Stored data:
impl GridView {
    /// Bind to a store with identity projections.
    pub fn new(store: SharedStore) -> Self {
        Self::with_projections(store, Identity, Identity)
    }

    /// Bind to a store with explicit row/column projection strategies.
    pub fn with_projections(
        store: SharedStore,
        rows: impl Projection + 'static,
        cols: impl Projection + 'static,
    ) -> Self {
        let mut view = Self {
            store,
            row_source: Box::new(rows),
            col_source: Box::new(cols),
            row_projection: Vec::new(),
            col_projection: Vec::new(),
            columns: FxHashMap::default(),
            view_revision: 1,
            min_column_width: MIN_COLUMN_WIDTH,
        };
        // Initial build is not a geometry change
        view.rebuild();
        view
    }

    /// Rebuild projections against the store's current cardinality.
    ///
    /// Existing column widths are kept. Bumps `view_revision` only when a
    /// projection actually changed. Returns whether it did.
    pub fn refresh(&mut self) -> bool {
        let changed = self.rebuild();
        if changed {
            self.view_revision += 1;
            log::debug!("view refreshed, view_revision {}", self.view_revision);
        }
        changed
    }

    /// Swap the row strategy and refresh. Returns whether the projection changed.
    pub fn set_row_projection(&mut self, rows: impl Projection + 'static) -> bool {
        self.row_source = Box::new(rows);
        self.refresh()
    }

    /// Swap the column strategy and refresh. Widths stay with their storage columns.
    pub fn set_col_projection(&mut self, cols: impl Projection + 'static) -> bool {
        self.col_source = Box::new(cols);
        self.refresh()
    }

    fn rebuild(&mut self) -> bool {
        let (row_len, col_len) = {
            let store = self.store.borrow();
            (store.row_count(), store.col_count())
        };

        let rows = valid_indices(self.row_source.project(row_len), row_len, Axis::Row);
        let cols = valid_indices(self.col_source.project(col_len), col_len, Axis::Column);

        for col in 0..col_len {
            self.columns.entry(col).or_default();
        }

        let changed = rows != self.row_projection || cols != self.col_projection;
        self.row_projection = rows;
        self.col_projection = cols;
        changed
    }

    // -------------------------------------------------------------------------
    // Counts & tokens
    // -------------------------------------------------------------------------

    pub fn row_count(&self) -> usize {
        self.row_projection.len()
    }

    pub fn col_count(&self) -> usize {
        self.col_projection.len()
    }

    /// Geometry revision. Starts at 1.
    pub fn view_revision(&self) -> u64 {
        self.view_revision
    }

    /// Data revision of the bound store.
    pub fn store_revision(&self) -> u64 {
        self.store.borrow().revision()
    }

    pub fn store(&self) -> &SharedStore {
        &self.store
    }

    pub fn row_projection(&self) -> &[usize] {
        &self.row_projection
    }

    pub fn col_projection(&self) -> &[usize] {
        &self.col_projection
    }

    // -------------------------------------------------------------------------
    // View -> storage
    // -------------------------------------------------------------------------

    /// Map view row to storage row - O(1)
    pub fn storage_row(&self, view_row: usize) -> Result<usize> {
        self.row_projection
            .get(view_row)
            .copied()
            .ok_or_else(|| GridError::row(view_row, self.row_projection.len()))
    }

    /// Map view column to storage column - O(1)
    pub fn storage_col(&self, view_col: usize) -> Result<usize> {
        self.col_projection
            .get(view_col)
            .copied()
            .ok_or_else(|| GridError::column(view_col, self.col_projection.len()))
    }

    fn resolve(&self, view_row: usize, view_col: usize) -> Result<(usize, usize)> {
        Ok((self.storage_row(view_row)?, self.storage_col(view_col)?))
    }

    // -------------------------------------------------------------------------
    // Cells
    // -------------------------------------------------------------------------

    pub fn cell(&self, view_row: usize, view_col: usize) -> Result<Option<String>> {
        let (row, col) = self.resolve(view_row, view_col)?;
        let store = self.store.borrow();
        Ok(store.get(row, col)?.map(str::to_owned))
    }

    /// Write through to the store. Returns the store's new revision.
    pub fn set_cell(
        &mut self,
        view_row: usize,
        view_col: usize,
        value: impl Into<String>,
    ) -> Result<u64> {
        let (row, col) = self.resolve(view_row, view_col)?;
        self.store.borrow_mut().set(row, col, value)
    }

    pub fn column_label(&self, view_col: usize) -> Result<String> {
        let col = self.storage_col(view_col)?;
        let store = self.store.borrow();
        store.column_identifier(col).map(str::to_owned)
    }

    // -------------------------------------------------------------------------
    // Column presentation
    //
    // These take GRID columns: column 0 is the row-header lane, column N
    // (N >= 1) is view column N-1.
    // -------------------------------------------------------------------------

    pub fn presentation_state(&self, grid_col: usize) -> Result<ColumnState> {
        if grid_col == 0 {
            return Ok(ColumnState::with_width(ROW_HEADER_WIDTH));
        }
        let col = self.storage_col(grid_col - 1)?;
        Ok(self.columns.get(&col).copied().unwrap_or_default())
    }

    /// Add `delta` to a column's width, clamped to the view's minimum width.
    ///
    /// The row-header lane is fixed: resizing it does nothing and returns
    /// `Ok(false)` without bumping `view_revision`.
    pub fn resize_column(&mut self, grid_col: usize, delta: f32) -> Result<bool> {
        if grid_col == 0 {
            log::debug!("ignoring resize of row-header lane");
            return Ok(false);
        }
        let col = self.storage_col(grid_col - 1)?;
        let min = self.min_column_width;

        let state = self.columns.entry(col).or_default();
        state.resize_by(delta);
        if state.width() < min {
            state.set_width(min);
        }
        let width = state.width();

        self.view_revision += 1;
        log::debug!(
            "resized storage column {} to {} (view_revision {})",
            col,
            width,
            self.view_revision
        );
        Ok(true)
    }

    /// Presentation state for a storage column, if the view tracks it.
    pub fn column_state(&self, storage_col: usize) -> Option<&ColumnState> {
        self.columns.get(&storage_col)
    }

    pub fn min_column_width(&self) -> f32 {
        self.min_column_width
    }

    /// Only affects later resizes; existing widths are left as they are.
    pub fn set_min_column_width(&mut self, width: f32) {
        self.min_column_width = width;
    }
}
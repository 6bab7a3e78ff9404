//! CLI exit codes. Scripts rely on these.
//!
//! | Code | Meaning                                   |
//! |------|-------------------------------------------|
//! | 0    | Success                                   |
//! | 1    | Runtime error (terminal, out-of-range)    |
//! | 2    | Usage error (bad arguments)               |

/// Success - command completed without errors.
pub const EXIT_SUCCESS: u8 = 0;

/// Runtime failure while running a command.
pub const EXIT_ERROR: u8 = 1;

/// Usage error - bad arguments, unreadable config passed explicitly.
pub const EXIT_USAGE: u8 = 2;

* [Work task]
Once you find the line with "for col in 0..col_len" above, print it and every line after it up to and including the line with "pub fn store(&self)", exactly as written and nothing else.

* [Response]
        for col in 0..col_len {
            self.columns.entry(col).or_default();
        }

        let changed = rows != self.row_projection || cols != self.col_projection;
        self.row_projection = rows;
        self.col_projection = cols;
        changed
    }

    // -------------------------------------------------------------------------
    // Counts & tokens
    // -------------------------------------------------------------------------

    pub fn row_count(&self) -> usize {
        self.row_projection.len()
    }

    pub fn col_count(&self) -> usize {
        self.col_projection.len()
    }

    /// Geometry revision. Starts at 1.
    pub fn view_revision(&self) -> u64 {
        self.view_revision
    }

    /// Data revision of the bound store.
    pub fn store_revision(&self) -> u64 {
        self.store.borrow().revision()
    }

    pub fn store(&self) -> &SharedStore {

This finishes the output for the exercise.